I believe staff when they say that licenses were added to provide challenges to overcome and not to give WJF PCs more power. I also believe that it's possible that this did happen even if it wasn't the intent.
I am not against challenges to overcome. Though I do think it's important to constantly evaluate if the changes made to accomplish this are having the desired effect and to check what side effects come from it. I think that in a lot of cases these things help in some ways and hurt in others. And it's hard to see all the ways they impact the game with our perspectives.
For example, having licenses like medical and security licenses might encourage players to go earn them. However, the most common process of overcoming this challenge feels… boring to me. And while there are other ways, many of them force you onto certain paths or are too much work for the reward. Heck, some are things many players may never even consider!
At the same time, say there were no licenses, you might have other challenges. Maybe people start competing for business. Something that is harder to do when licensing might result in there not really being enough cyberdocs at any one time to compete for patients. So the challenge of competition might have been lessened in exchange for the challenge of getting licensed.
All this to say that it's never simple. I prefer more free form play where players have reason to compete with each other. Being each other's challenges. I'm less in favor of design choices that, often unintentionally, create well worn paths that many players have a hard time seeing past. That limit competition. And I don't think anyone will get these things right the first time. It's an iterative process.
I also respect that, while I prefer a cyperpunk landscape in which the corps exercise more power in many ways similar to what 0x1mm describes, that this might not be the world as staff sees it. Though I will also say that, in the past, staff has supported corporate first pushes.
The last corporate PC I played went out of his way to remind the WJF that they had no authority on his corp's property. He even trained his co-workers on corporate sovereignty and how to push back against the WJF as much as possible. How to handle Judges that were trying to exert authority over them in any way. Worked on ways to even work against WJF authority over his corp's employees when not on their corp's property.

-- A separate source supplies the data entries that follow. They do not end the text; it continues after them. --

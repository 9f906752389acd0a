// All prompt constants for the evaluation workflow, one SYSTEM/TEMPLATE pair
// per model-backed step. Templates use {placeholder} substitution; every
// template shows the exact JSON schema the extraction layer will validate
// against.

pub const RESUME_PARSE_SYSTEM: &str = concat!(
    "You are an expert technical recruiter parsing resumes into structured data. \
     Extract only what the resume states; never infer facts that are not present.",
    " You MUST respond with valid JSON only. \
    Do NOT include any text outside the JSON object. \
    Do NOT use markdown code fences. \
    Do NOT include explanations or apologies."
);

/// Resume parsing template. Replace `{candidate_name}` and `{resume_text}`.
pub const RESUME_PARSE_TEMPLATE: &str = r#"Parse the resume of {candidate_name} below into structured information.

Return a JSON object with this EXACT schema (omit nothing, invent nothing):
{
  "education": [
    {"institution": "MIT", "degree": "BSc Computer Science", "year": "2018"}
  ],
  "work_experience": [
    {"company": "Acme", "title": "Backend Engineer", "duration": "2019-2023", "summary": "one sentence"}
  ],
  "skills": ["Rust", "PostgreSQL"],
  "certifications": [],
  "publications": [],
  "projects": ["short project descriptions"],
  "online_profiles": {
    "code_host_url": "https://github.com/username or null",
    "professional_network_url": "https://linkedin.com/in/... or null",
    "personal_site_url": "https://... or null",
    "other_urls": []
  }
}

Rules:
- Use empty arrays for sections the resume does not contain.
- "online_profiles" URLs must be copied verbatim from the resume; use null when absent.
- Keep every string short and factual.

RESUME:
{resume_text}"#;

pub const JOB_PARSE_SYSTEM: &str = concat!(
    "You are an expert job description analyst. \
     Extract the stated requirements of a role into structured data.",
    " You MUST respond with valid JSON only. \
    Do NOT include any text outside the JSON object. \
    Do NOT use markdown code fences. \
    Do NOT include explanations or apologies."
);

/// Job parsing template. Replace `{job_description}`.
pub const JOB_PARSE_TEMPLATE: &str = r#"Parse the following job description.

Return a JSON object with this EXACT schema:
{
  "core_skills": ["skills the posting marks required"],
  "preferred_skills": ["nice-to-have skills"],
  "experience_level": "junior | mid | senior | staff | principal | unknown",
  "education_requirements": ["stated degree or equivalent requirements"],
  "industry_domain": "one short phrase, e.g. fintech infrastructure"
}

CORE SKILLS: phrases like "required", "must have", "you will need", minimum years.
PREFERRED SKILLS: phrases like "preferred", "bonus", "nice to have", "a plus".

JOB DESCRIPTION:
{job_description}"#;

pub const CODE_HOST_ANALYSIS_SYSTEM: &str = concat!(
    "You are a technical due-diligence analyst reviewing a candidate's public \
     source-code-hosting activity as skill evidence.",
    " You MUST respond with valid JSON only. \
    Do NOT include any text outside the JSON object. \
    Do NOT use markdown code fences. \
    Do NOT include explanations or apologies."
);

/// Code-host analysis template. Replace `{candidate_name}`, `{username}`,
/// `{profile_url}` and `{repository_data}` (JSON array of repositories).
pub const CODE_HOST_ANALYSIS_TEMPLATE: &str = r#"Analyze the public repositories of {candidate_name} (profile {profile_url}, username {username}).

Return a JSON object with this EXACT schema:
{
  "profile": {"username": "{username}", "url": "{profile_url}"},
  "key_repositories": [
    {"name": "repo", "description": "what it is", "language": "Rust or null", "relevance": "why it matters as skill evidence"}
  ],
  "primary_languages": ["most-used languages, strongest first"],
  "skill_inferences": ["skills the repositories evidence"],
  "activity_summary": "two or three sentences on breadth, recency and depth"
}

Rules:
- key_repositories: at most 5, chosen for originality and signal, not stars alone.
- skill_inferences must be supported by a listed repository.

REPOSITORY DATA:
{repository_data}"#;

pub const WEB_RESEARCH_SYSTEM: &str = concat!(
    "You are a researcher assembling a candidate's public professional footprint \
     from raw web search results. Discard results about other people with the \
     same name when the context makes that clear.",
    " You MUST respond with valid JSON only. \
    Do NOT include any text outside the JSON object. \
    Do NOT use markdown code fences. \
    Do NOT include explanations or apologies."
);

/// Web research template. Replace `{candidate_name}`, `{code_host_context}`
/// and `{search_results}` (JSON array).
pub const WEB_RESEARCH_TEMPLATE: &str = r#"Organize these web search results about {candidate_name}.

Known code-host identity: {code_host_context}

Return a JSON object with this EXACT schema:
{
  "profile_mentions": [
    {"title": "page title", "url": "https://...", "summary": "one sentence"}
  ],
  "blog_posts": [],
  "conference_talks": [],
  "news_mentions": [],
  "social_links": {"github": "https://github.com/...", "twitter": "https://..."}
}

Rules:
- Every entry must come from a provided search result; never invent URLs.
- social_links keys are lowercase site names.
- Sparse output is fine; empty arrays are better than speculation.

SEARCH RESULTS:
{search_results}"#;

pub const COMPARISON_SYSTEM: &str = concat!(
    "You are an exacting hiring-panel analyst comparing one candidate against \
     one job's requirements, dimension by dimension.",
    " You MUST respond with valid JSON only. \
    Do NOT include any text outside the JSON object. \
    Do NOT use markdown code fences. \
    Do NOT include explanations or apologies."
);

/// Comparison template. Replace `{candidate_profile}` and
/// `{job_requirements}` (both JSON).
pub const COMPARISON_TEMPLATE: &str = r#"Compare the candidate profile against the job requirements.

Return a JSON object with this EXACT schema:
{
  "skill_matches": [
    {"skill": "Rust", "match_level": "High", "details": "evidence in one sentence"}
  ],
  "experience_matches": [
    {"area": "distributed systems", "match_level": "Medium", "details": "..."}
  ],
  "education_matches": [
    {"requirement": "BSc or equivalent", "match_level": "High", "details": "..."}
  ],
  "overall_skill_match": "Strong",
  "overall_experience_match": "Moderate",
  "overall_education_match": "Strong"
}

HARD CONSTRAINTS:
- match_level is EXACTLY one of: "High", "Medium", "Low", "None".
- overall_*_match is EXACTLY one of: "Strong", "Moderate", "Weak".
- Emit one skill_matches entry for every core skill of the job.

CANDIDATE PROFILE:
{candidate_profile}

JOB REQUIREMENTS:
{job_requirements}"#;

pub const FINAL_DECISION_SYSTEM: &str = concat!(
    "You are the final reviewer producing a hiring recommendation from a \
     completed comparison. Be decisive and ground every claim in the input.",
    " You MUST respond with valid JSON only. \
    Do NOT include any text outside the JSON object. \
    Do NOT use markdown code fences. \
    Do NOT include explanations or apologies."
);

/// Final decision template. Replace `{candidate_profile}`,
/// `{job_requirements}` and `{comparison}` (all JSON).
pub const FINAL_DECISION_TEMPLATE: &str = r#"Produce the final fit decision for this candidate.

Return a JSON object with this EXACT schema:
{
  "fit_score": "Strong Fit",
  "reasoning": "a short paragraph grounded in the comparison",
  "recommendations": ["next steps for the hiring team"]
}

HARD CONSTRAINT: fit_score is EXACTLY one of "Strong Fit", "Moderate Fit", "Not a Fit".

CANDIDATE PROFILE:
{candidate_profile}

JOB REQUIREMENTS:
{job_requirements}

COMPARISON:
{comparison}"#;
//! Web search client — general web findings about a candidate via the
//! Tavily search API.

use async_trait::async_trait;
use serde::{Deserialize, Serialize};
use thiserror::Error;
use tracing::debug;

const TAVILY_API_URL: &str = "https://api.tavily.com/search";
const MAX_RESULTS: u32 = 5;

#[derive(Debug, Error)]
pub enum SearchError {
    #[error("HTTP error: {0}")]
    Http(#[from] reqwest::Error),

    #[error("search API error (status {status}): {message}")]
    Api { status: u16, message: String },
}

#[derive(Debug, Clone, Serialize, Deserialize)]
pub struct SearchResult {
    #[serde(default)]
    pub title: String,
    pub url: String,
    #[serde(default)]
    pub content: String,
}

/// The web-search seam consumed by the Web Research step.
#[async_trait]
pub trait WebSearcher: Send + Sync {
    async fn search(&self, query: &str) -> Result<Vec<SearchResult>, SearchError>;
}

#[derive(Debug, Serialize)]
struct SearchRequest<'a> {
    api_key: &'a str,
    query: &'a str,
    max_results: u32,
}

#[derive(Debug, Deserialize)]
struct SearchResponse {
    #[serde(default)]
    results: Vec<SearchResult>,
}

#[derive(Clone)]
pub struct TavilyClient {
    http: reqwest::Client,
    api_key: String,
}

impl TavilyClient {
    pub fn new(http: reqwest::Client, api_key: String) -> Self {
        TavilyClient { http, api_key }
    }
}

#[async_trait]
impl WebSearcher for TavilyClient {
    async fn search(&self, query: &str) -> Result<Vec<SearchResult>, SearchError> {
        let response = self
            .http
            .post(TAVILY_API_URL)
            .json(&SearchRequest {
                api_key: &self.api_key,
                query,
                max_results: MAX_RESULTS,
            })
            .send()
            .await?;

        let status = response.status();
        if !status.is_success() {
            let message = response.text().await.unwrap_or_default();
            return Err(SearchError::Api {
                status: status.as_u16(),
                message,
            });
        }

        let parsed: SearchResponse = response.json().await?;
        debug!(query, count = parsed.results.len(), "web search completed");
        Ok(parsed.results)
    }
}

/// The query set issued per candidate. Site-scoped queries keep the noisy
/// social results separable from blog/talk findings.
pub fn candidate_queries(candidate_name: &str) -> Vec<String> {
    vec![
        format!("{candidate_name} blog posts"),
        format!("{candidate_name} conference speaker"),
        format!("{candidate_name} portfolio"),
        format!("site:twitter.com \"{candidate_name}\""),
        format!("site:stackoverflow.com \"{candidate_name}\""),
    ]
}

#[cfg(test)]
mod tests {
    use super::*;

    #[test]
    fn test_search_response_parses_results() {
        let json = r#"{
            "query": "Jane Doe blog posts",
            "results": [
                {"title": "Jane on Rust", "url": "https://example.com/p1", "content": "..."},
                {"url": "https://example.com/p2"}
            ]
        }"#;
        let parsed: SearchResponse = serde_json::from_str(json).unwrap();
        assert_eq!(parsed.results.len(), 2);
        assert_eq!(parsed.results[0].title, "Jane on Rust");
        assert!(parsed.results[1].title.is_empty());
    }

    #[test]
    fn test_search_response_tolerates_missing_results() {
        let parsed: SearchResponse = serde_json::from_str("{}").unwrap();
        assert!(parsed.results.is_empty());
    }

    #[test]
    fn test_candidate_queries_cover_blogs_talks_and_profiles() {
        let queries = candidate_queries("Jane Doe");
        assert_eq!(queries.len(), 5);
        assert!(queries.iter().any(|q| q.contains("blog")));
        assert!(queries.iter().any(|q| q.contains("conference")));
        assert!(queries.iter().any(|q| q.starts_with("site:")));
        assert!(queries.iter().all(|q| q.contains("Jane Doe")));
    }
}
//! Code-host enrichment: identity resolution from resume text and
//! rate-limited public-profile repository retrieval.

pub mod fetcher;
pub mod resolver;

pub use fetcher::RepoFetcher;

Staff never had a problem with any of what I did at the time. Some even seemed to like it. And I am 90% sure this was after CPI was put in place. Things might have changed but I suspect that WJF power over all isn't as complete as it's commonly perceived and that staff are still open to such pushes.
It reminds me of gangs in the mix. As mixer PCs give authority to gangs by going along with and even spreading practices that are not in fact word of gang law, corporate PCs are often letting the WJF get away with things and thus empowering them even if it's not how the wider world really works. Often they might not have any clue it could be any other way.
Back to licenses though...
I am not saying that they have to go entirely. I wouldn't mind really but I am not going to be all that sad if they stay. I do think, however, that it's a good idea to review them and adjust. Look at how they impact things. Get player feedback to expand the limited perspective staff has (yes, staff too has a limited perspective). Adjust as needed. I think some fair points have been brought up and are worth considering seriously - even if staff comes to the conclusion that things are fine as they are.